幾度訪れただろうか。
自宅から自転車で15分。小金井公園の西端にある江戸東京たてもの園でカメラ遊びに興じるのは、いつしか定例になっていた。
入場料400円を払えば、四季折々の風情を満喫でき、歴史を作った偉人達の住まいや、懐かしき昭和の町並みまで眺められるユニークなところなのだ。
しかも出掛けるのはいつも木曜日なので、園内に人影は乏しく、思ったところで思ったようにレンズを向けられるのもストレスがなくていい。
12月24日(木)。
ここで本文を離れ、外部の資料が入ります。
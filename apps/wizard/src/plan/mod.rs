// Plan Renderer: week-by-week view of the current advice with completion
// state and a single expanded week.

pub mod handlers;
pub mod render;
pub mod view;

pub use render::render_plan_markdown;
pub use view::PlanView;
先日女房と小金井公園へ行った時から既に三週間が経っている。
よって園内の紅葉も終盤に入り、僅かに葉の残る木々達が寒々しさを強調していた。
先ずは東のエリアから見て歩こうと、出入り口のすぐ脇にある高橋是清邸へ足を向けると、その玄関前にそびえるモミジだけが目に鮮やかな葉を充分蓄えていて、逆光となった強い西日が艶やかな色空間を作り出していたのだ。
早速色の中に飛び込んでV2で狙い始めると、いつの間にかがっちりとした体つきをした中年男性が傍でレンズを向けていた。
「ずいぶんと綺麗ですね」
「この樹だけですね」
詳しい機種は不明だが、彼のカメラはキヤノンのミラーレスだ。私のカメラにも気が付いたのか、鋭い視線をV2へ当てている。同じミラーレスだから気になるのかもしれない。
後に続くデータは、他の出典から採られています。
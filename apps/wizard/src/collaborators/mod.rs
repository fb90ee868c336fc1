//! Remote collaborators: the role validator, résumé parser, profile extractor
//! and advice generator the wizard calls over HTTP.
//!
//! The wizard only talks to them through [`Collaborators`], so tests can swap
//! in a scripted double.

use async_trait::async_trait;
use bytes::Bytes;
use serde::{Deserialize, Serialize};
use thiserror::Error;

use crate::models::advice::{CareerAdviceResponse, PlanError};
use crate::models::profile::ExtractedProfile;
use crate::models::session::Level;

pub mod http;

pub use http::HttpCollaborators;

#[derive(Debug, Error)]
pub enum RemoteError {
    #[error("HTTP error: {0}")]
    Http(#[from] reqwest::Error),

    #[error("{message}")]
    Api { status: u16, message: String },

    #[error("JSON parse error: {0}")]
    Parse(#[from] serde_json::Error),

    #[error("malformed plan: {0}")]
    MalformedPlan(#[from] PlanError),
}

#[derive(Debug, Clone, Serialize, Deserialize, PartialEq)]
pub struct RoleVerdict {
    pub is_in_scope: bool,
    #[serde(default)]
    pub reason: String,
}

#[derive(Debug, Clone, Serialize, Deserialize, PartialEq)]
pub struct ParsedResume {
    pub filename: String,
    pub text: String,
}

/// A résumé file as received from the user. Held only for the upload call.
#[derive(Debug, Clone)]
pub struct ResumeUpload {
    pub filename: String,
    pub content_type: Option<String>,
    pub bytes: Bytes,
}

#[async_trait]
pub trait Collaborators: Send + Sync {
    async fn validate_role(&self, role: &str) -> Result<RoleVerdict, RemoteError>;

    async fn parse_resume(&self, upload: &ResumeUpload) -> Result<ParsedResume, RemoteError>;

    async fn extract_profile(&self, cv_text: &str) -> Result<ExtractedProfile, RemoteError>;

    async fn generate_advice(
        &self,
        profile: &ExtractedProfile,
        role: &str,
        level: Level,
    ) -> Result<CareerAdviceResponse, RemoteError>;
}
コンパクト軽量、且つ写りも一昔前のデジイチ並とくれば、これからミラーレスの愛用者はどんどんと増えていくのだろう。
そして写真好きは彼だけではなかった。
昭和の商店が立ち並ぶ東ゾーンへ行ってみると、若い男性がキヤノンのデジイチで路面電車を撮っていた。やはり西へレンズを向けて逆光を利用しているようだ。脇の閉め方から初心者ではないことが良く分かる。
昨今のデジイチは恐ろしく高いISO感度を使えるので、手ぶれ補正レンズを併用すれば殆どの被写体を三脚なしで捉えることができるのだ。
“番傘屋”の前で今度は小柄な初老男性に目が止まった。ショーウィンドに展示される色艶やかな番傘に見入っているようだが、彼もデジイチを肩から提げていて、そのストラップには“NikonD300”の文字が光っていた。
D300を所有しているとなれば、自他共に認める写真好きだろうし、ハイアマチュアだってことも考えられる。意外やここには色々な写真好きが集まってくるようだ。
番傘屋、銭湯、居酒屋、旅館等々で撮影を行ない、日もかなり陰ってきたのでそろそろ西ゾーンへと場所を移すことにした。
こちらには洋館が建ち並び、田園調布の家・大川邸、デ・ラランデ邸がモダンな雰囲気を放っている。
しかし、晩秋はつるべ落とし。気が付けば周囲は一層の闇が落ち始め、終いには閉館のアナウンスまでが流れ始めた。
あっと言う間の撮影だったが、ここには被写体の切り取り方に酷く考えを巡らさなければならない難しさが潜んでいて、これがリピートさせる要因の大半ではないかと思っている。
一見単純で簡単そうと思われる景色が続くが、生活感のない抜け殻のような町並みにはどこへレンズを向けても伝わってくるものに乏しく、画として成立させることは容易でない。
色、光り、影、形を頼りに被写体の構図を決めていくという、撮影本来のプロセスに従順になって初めて見いだせる成果は、ここならではのものかもしれない。
本日園内で見かけたカメラ好きの諸氏達は如何なものだろうか。